Stored data entries
____________

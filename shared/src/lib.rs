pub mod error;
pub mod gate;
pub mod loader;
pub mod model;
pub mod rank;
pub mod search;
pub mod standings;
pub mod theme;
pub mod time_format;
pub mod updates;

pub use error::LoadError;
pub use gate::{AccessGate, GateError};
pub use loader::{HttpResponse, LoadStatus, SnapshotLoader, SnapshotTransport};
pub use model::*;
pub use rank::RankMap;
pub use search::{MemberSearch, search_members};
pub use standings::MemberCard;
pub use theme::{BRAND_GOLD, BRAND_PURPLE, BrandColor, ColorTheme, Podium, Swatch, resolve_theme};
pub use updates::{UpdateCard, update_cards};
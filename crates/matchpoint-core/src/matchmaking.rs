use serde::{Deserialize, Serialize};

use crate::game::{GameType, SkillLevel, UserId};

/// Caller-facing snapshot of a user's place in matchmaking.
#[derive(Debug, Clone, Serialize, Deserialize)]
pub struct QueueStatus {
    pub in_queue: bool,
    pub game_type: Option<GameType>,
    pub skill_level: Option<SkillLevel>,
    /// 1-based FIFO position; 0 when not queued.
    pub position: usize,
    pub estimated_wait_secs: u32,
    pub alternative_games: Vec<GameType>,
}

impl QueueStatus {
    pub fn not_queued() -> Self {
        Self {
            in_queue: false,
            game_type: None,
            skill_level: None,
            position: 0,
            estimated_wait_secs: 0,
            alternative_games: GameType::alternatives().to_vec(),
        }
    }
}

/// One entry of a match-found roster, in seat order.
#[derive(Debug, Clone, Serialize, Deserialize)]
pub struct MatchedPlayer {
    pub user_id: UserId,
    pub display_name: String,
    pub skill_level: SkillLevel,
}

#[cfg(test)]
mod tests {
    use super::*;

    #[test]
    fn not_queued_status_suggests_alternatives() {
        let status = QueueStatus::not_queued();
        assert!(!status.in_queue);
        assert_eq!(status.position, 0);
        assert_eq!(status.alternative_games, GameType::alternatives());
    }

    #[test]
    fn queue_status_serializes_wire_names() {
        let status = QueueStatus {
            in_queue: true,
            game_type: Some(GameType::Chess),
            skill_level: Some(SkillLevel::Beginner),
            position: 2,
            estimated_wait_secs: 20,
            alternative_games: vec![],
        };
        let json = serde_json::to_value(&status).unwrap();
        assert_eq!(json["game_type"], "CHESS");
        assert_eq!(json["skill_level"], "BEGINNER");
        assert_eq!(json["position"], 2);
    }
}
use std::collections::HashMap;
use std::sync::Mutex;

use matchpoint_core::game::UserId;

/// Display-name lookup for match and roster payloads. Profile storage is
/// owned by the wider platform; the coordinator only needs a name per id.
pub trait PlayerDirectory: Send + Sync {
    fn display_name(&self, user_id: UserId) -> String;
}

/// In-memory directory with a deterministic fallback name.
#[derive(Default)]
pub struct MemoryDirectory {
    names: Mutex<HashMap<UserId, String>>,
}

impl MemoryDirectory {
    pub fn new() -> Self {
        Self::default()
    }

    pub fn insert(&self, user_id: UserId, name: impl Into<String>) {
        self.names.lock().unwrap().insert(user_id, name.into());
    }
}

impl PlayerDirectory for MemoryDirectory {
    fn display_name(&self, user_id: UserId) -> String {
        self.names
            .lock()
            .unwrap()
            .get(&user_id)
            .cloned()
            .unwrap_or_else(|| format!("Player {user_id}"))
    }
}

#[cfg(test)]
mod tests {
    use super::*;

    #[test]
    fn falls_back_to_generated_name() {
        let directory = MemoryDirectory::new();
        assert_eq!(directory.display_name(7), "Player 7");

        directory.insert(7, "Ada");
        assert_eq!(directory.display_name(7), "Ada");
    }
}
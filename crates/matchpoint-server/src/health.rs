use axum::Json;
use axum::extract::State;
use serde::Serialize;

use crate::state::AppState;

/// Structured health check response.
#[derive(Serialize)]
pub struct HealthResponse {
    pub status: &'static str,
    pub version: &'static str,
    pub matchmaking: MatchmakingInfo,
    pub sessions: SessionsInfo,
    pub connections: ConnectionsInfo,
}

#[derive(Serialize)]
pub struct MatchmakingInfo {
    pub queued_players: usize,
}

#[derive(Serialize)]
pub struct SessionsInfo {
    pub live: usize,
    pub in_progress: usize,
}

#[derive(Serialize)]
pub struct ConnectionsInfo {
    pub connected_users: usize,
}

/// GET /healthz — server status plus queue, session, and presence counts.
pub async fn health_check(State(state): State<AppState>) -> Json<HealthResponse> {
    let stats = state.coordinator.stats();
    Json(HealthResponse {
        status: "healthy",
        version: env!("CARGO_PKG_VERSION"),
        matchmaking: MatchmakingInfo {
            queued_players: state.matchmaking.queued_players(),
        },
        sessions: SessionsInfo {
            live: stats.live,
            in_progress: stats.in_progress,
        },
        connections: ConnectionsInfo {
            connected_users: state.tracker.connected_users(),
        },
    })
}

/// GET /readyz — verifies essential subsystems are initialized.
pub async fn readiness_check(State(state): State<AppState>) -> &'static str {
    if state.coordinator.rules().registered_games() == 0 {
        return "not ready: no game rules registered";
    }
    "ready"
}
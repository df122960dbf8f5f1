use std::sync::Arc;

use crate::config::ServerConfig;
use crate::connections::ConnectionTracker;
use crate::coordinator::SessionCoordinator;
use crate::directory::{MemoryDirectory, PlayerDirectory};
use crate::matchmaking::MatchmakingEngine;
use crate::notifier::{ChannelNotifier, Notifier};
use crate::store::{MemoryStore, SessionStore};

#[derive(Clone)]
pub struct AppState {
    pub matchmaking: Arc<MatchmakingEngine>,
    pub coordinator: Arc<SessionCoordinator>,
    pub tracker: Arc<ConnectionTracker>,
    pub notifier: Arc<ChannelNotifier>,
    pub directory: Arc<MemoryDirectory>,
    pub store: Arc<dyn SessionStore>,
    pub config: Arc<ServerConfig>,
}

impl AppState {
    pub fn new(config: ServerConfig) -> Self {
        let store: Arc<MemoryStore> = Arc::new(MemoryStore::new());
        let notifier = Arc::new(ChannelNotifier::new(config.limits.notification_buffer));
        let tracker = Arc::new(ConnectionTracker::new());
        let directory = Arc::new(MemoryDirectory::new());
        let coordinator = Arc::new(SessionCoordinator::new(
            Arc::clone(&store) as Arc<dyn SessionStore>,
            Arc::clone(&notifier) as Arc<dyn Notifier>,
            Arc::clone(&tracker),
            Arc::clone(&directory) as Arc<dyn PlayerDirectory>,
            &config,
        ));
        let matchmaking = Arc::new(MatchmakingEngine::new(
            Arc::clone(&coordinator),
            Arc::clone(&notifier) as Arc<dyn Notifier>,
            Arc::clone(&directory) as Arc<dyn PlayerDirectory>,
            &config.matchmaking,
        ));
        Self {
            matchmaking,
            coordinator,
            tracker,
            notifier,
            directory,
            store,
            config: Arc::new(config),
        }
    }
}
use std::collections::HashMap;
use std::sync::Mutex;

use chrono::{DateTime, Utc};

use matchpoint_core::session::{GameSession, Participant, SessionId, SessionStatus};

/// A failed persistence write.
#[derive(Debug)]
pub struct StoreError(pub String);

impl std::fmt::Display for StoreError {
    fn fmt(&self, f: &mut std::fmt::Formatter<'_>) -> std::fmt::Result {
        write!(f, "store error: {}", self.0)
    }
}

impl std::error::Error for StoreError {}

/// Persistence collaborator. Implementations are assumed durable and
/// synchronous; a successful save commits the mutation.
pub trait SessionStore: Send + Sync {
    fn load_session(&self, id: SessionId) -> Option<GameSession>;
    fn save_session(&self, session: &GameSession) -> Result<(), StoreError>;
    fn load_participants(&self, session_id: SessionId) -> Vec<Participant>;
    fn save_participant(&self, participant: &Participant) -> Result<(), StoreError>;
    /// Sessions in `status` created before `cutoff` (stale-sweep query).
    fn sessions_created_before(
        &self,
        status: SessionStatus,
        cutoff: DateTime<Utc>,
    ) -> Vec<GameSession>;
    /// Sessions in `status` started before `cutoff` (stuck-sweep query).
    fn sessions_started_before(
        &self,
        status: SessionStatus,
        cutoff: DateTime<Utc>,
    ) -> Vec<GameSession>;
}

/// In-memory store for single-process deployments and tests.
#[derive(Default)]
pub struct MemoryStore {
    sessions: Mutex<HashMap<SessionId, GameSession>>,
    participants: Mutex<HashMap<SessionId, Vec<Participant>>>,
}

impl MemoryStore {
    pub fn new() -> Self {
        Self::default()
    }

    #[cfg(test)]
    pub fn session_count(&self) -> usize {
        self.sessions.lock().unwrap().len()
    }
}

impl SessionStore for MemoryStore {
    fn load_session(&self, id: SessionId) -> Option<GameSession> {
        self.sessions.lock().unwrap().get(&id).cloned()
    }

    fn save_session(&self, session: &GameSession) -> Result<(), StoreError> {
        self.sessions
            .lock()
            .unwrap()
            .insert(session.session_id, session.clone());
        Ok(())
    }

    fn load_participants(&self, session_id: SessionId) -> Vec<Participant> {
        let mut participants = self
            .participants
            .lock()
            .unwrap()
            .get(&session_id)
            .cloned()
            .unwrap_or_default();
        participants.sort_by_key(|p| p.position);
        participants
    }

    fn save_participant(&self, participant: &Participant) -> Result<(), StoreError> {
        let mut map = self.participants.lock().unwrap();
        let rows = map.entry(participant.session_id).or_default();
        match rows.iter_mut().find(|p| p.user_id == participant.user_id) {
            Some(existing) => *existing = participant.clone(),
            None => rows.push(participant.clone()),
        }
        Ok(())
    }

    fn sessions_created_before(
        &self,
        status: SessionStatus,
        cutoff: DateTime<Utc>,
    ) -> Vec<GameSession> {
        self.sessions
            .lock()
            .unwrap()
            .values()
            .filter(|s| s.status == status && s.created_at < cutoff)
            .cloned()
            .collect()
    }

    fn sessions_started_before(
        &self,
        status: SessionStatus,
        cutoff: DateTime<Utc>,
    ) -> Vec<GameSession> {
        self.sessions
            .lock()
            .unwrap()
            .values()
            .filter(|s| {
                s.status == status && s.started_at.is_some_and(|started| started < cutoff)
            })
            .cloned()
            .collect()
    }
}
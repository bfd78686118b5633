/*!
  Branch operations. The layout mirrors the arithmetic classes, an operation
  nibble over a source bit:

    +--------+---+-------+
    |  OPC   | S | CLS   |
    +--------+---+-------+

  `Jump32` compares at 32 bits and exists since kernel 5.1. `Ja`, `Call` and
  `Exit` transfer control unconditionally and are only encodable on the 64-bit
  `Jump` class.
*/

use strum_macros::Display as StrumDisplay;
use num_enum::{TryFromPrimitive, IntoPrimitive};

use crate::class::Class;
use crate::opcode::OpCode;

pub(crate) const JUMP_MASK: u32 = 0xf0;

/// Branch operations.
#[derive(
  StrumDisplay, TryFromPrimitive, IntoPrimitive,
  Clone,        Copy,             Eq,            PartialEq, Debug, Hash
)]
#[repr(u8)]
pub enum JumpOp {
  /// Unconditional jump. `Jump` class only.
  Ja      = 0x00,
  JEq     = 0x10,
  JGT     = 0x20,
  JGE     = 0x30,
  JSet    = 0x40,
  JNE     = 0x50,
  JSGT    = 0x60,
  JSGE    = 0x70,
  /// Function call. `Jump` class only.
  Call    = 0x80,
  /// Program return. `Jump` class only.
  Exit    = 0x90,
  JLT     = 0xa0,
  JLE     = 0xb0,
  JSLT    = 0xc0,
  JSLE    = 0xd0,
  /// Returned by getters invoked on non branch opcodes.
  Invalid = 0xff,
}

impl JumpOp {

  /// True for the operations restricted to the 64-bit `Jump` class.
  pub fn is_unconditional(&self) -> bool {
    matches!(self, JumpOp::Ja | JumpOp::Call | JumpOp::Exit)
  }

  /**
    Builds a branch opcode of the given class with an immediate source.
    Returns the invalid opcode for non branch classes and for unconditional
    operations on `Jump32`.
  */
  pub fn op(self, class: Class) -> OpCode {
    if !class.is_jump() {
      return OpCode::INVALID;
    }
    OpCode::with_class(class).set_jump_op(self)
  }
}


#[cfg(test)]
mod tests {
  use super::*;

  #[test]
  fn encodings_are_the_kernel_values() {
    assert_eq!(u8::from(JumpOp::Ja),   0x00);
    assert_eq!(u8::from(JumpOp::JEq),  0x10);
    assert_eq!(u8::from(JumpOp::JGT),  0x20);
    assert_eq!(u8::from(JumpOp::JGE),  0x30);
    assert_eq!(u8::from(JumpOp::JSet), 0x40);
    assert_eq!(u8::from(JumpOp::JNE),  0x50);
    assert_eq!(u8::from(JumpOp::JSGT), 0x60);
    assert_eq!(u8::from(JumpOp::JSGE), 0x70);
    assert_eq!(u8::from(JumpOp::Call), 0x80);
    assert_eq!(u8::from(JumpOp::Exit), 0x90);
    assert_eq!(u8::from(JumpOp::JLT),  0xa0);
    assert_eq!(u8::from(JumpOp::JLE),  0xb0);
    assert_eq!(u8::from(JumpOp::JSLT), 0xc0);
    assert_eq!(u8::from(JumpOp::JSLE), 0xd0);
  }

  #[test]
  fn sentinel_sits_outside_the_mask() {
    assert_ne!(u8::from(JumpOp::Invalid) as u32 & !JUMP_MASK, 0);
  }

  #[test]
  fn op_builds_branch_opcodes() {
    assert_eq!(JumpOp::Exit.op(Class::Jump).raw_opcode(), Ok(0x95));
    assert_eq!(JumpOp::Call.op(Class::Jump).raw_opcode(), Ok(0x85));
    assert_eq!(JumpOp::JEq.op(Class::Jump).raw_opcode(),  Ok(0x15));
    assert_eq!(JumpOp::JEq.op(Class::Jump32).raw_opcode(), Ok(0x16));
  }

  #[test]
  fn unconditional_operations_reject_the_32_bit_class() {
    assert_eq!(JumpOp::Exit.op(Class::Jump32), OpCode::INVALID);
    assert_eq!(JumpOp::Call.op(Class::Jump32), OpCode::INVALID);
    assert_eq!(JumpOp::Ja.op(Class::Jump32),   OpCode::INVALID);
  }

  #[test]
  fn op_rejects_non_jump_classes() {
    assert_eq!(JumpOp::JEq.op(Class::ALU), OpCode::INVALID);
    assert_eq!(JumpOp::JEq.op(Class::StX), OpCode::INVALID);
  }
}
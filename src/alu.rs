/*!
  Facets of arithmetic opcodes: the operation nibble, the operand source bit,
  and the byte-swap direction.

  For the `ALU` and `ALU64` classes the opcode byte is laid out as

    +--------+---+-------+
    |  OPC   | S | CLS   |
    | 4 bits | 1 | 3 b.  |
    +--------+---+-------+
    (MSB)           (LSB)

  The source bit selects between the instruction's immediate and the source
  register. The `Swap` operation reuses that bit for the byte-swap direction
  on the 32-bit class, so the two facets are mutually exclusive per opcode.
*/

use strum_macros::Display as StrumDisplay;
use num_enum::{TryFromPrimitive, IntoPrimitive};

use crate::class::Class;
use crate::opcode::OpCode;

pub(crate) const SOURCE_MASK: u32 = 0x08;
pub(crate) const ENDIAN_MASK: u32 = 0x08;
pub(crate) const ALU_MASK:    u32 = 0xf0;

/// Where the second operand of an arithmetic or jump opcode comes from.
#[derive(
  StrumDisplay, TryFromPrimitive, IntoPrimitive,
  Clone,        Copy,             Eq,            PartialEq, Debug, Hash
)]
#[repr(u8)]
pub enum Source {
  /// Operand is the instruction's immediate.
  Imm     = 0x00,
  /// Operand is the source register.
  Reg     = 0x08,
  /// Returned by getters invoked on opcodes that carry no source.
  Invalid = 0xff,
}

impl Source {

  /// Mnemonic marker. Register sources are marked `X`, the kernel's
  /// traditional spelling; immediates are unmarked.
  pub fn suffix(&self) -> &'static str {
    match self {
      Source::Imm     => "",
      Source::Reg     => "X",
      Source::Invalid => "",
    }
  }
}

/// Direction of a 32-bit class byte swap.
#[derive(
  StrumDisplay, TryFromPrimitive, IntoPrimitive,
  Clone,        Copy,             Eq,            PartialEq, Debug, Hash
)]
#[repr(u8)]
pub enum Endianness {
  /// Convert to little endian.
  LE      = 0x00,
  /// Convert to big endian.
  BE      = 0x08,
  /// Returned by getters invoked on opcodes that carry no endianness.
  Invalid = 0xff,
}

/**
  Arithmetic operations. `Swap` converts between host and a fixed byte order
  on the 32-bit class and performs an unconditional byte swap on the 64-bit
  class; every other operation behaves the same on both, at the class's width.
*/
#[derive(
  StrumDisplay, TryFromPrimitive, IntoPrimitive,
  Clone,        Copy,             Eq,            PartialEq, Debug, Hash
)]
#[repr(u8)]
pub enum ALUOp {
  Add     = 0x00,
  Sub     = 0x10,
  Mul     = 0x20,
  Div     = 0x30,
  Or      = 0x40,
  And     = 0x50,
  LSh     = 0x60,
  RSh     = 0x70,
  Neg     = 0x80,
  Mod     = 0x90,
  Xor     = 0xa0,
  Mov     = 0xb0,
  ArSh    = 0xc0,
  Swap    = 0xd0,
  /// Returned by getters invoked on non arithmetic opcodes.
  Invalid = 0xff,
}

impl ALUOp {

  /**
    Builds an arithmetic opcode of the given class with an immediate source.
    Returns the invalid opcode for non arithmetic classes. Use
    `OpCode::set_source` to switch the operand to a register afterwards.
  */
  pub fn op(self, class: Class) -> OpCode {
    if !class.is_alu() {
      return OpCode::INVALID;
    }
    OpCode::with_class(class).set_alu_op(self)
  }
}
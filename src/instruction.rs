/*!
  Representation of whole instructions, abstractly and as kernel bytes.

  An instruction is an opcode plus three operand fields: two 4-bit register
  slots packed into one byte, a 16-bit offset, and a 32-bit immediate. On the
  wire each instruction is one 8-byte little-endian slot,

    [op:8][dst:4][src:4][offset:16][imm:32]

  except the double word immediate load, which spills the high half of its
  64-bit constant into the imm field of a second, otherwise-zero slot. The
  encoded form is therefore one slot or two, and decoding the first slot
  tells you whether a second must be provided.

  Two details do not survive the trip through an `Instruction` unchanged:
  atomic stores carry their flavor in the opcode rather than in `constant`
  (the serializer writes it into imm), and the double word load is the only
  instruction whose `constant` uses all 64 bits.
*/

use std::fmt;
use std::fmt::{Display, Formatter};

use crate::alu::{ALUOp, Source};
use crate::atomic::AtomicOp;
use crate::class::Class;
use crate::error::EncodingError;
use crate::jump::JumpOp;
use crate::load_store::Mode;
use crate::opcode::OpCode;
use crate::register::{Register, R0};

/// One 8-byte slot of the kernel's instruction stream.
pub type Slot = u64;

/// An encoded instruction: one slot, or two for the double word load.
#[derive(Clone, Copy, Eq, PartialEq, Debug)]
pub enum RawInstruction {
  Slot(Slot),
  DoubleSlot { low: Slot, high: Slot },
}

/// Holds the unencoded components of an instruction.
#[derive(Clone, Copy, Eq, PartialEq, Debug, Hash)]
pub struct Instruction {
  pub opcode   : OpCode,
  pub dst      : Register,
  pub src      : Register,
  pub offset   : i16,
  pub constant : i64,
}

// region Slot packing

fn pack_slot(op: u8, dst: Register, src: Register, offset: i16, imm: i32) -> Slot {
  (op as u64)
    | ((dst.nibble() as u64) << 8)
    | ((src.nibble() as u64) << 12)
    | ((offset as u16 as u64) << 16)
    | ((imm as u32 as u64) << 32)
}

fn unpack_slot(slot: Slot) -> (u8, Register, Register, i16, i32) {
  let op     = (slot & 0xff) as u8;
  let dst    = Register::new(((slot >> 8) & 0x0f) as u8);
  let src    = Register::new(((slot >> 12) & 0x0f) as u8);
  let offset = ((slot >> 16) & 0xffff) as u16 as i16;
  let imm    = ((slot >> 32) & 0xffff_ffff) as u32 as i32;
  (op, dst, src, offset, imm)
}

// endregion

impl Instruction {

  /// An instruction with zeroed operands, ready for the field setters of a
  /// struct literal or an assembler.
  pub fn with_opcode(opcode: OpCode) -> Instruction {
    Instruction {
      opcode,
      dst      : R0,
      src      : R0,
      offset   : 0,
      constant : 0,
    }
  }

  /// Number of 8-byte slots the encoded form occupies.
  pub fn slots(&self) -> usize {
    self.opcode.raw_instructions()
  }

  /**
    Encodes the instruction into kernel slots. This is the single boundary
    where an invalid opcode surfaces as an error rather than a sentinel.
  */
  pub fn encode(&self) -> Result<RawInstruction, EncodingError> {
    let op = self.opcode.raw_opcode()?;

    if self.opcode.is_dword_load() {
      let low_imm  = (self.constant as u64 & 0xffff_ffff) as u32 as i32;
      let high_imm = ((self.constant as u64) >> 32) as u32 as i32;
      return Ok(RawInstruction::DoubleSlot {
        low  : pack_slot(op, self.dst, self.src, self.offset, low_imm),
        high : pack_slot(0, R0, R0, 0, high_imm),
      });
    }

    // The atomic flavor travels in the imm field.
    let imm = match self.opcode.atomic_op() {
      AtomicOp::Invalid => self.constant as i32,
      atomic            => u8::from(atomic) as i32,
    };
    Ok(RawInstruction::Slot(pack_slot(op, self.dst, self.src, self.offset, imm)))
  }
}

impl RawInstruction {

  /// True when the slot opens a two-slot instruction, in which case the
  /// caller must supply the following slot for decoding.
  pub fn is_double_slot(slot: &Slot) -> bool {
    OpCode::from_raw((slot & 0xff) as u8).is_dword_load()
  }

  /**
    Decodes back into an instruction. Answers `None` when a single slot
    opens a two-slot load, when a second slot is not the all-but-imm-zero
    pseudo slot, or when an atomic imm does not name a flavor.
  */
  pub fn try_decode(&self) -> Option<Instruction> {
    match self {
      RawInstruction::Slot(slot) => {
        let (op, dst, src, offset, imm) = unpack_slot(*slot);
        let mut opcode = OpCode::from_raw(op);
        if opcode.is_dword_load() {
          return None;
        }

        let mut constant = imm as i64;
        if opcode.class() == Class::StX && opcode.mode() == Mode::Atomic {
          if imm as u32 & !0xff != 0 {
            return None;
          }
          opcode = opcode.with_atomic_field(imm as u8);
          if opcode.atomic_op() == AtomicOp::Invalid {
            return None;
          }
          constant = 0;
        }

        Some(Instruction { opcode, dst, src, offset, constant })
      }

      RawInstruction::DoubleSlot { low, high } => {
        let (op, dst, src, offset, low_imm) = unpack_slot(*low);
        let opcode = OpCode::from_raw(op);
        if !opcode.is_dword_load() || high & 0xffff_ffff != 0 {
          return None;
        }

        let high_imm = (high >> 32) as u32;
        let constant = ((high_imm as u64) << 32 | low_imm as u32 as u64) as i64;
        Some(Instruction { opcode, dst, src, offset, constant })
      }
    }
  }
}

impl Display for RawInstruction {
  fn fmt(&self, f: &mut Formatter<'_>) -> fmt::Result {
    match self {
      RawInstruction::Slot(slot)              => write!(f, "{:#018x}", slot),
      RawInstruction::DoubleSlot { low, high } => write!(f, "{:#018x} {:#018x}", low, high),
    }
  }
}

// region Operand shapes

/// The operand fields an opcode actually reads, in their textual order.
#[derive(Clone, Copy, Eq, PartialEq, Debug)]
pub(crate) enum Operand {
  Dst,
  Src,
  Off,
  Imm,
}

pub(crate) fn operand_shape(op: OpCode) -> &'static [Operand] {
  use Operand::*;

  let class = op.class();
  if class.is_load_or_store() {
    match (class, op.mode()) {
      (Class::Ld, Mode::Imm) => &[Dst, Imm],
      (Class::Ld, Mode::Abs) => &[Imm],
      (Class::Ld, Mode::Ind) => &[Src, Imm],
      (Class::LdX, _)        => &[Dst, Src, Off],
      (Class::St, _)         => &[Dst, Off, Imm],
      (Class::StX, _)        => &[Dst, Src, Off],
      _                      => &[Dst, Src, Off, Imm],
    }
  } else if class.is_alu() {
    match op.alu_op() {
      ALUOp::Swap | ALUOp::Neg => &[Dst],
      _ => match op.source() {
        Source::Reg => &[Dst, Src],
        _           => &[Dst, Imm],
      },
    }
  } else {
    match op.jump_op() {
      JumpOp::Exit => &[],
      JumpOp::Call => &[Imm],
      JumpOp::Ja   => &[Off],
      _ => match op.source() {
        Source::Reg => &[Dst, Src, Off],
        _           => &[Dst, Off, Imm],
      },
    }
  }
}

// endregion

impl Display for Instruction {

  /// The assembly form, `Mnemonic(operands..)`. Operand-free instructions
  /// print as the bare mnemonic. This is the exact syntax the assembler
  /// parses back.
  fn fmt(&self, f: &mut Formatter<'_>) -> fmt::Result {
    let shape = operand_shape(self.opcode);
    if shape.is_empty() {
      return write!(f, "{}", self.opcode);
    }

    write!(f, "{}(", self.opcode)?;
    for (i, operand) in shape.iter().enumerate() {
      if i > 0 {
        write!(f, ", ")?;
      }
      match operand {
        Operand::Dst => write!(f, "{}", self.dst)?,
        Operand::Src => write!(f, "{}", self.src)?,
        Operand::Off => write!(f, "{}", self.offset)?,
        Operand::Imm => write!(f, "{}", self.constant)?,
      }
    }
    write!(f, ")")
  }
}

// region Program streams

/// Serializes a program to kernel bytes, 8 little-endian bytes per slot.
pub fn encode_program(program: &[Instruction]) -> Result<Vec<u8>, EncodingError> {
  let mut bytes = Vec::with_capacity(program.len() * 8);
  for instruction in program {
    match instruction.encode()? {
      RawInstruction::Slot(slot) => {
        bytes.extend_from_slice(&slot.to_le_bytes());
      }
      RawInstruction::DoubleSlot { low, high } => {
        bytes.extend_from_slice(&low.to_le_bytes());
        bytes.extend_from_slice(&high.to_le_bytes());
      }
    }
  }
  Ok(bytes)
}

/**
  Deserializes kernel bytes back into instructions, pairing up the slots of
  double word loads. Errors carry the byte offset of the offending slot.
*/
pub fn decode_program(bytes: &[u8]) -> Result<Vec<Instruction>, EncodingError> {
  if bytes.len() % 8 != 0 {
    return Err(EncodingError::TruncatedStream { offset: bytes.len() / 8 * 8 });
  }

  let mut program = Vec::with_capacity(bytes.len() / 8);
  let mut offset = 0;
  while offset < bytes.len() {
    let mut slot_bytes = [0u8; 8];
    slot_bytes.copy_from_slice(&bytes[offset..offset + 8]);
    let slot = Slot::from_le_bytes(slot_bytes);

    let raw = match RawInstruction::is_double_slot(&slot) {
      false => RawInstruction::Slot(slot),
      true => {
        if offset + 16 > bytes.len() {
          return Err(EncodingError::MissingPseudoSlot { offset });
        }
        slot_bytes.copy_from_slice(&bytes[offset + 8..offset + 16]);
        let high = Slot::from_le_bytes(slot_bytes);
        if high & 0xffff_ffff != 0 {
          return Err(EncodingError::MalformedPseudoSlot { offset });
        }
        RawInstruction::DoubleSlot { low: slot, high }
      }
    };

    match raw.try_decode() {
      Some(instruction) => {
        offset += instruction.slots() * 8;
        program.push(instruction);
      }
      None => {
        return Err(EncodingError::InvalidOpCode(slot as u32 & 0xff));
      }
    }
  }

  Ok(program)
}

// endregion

____________

● **EXERCISE DESCRIPTION**: Retype exactly the lines of the data above that fall between the line with "let mut bytes" and the line with "bytes.extend_from_slice(&low.to_le_bytes());", inclusive, and add nothing.

● **RESPONSE FOR THIS EXERCISE**:
  let mut bytes = Vec::with_capacity(program.len() * 8);
  for instruction in program {
    match instruction.encode()? {
      RawInstruction::Slot(slot) => {
        bytes.extend_from_slice(&slot.to_le_bytes());
      }
      RawInstruction::DoubleSlot { low, high } => {
        bytes.extend_from_slice(&low.to_le_bytes());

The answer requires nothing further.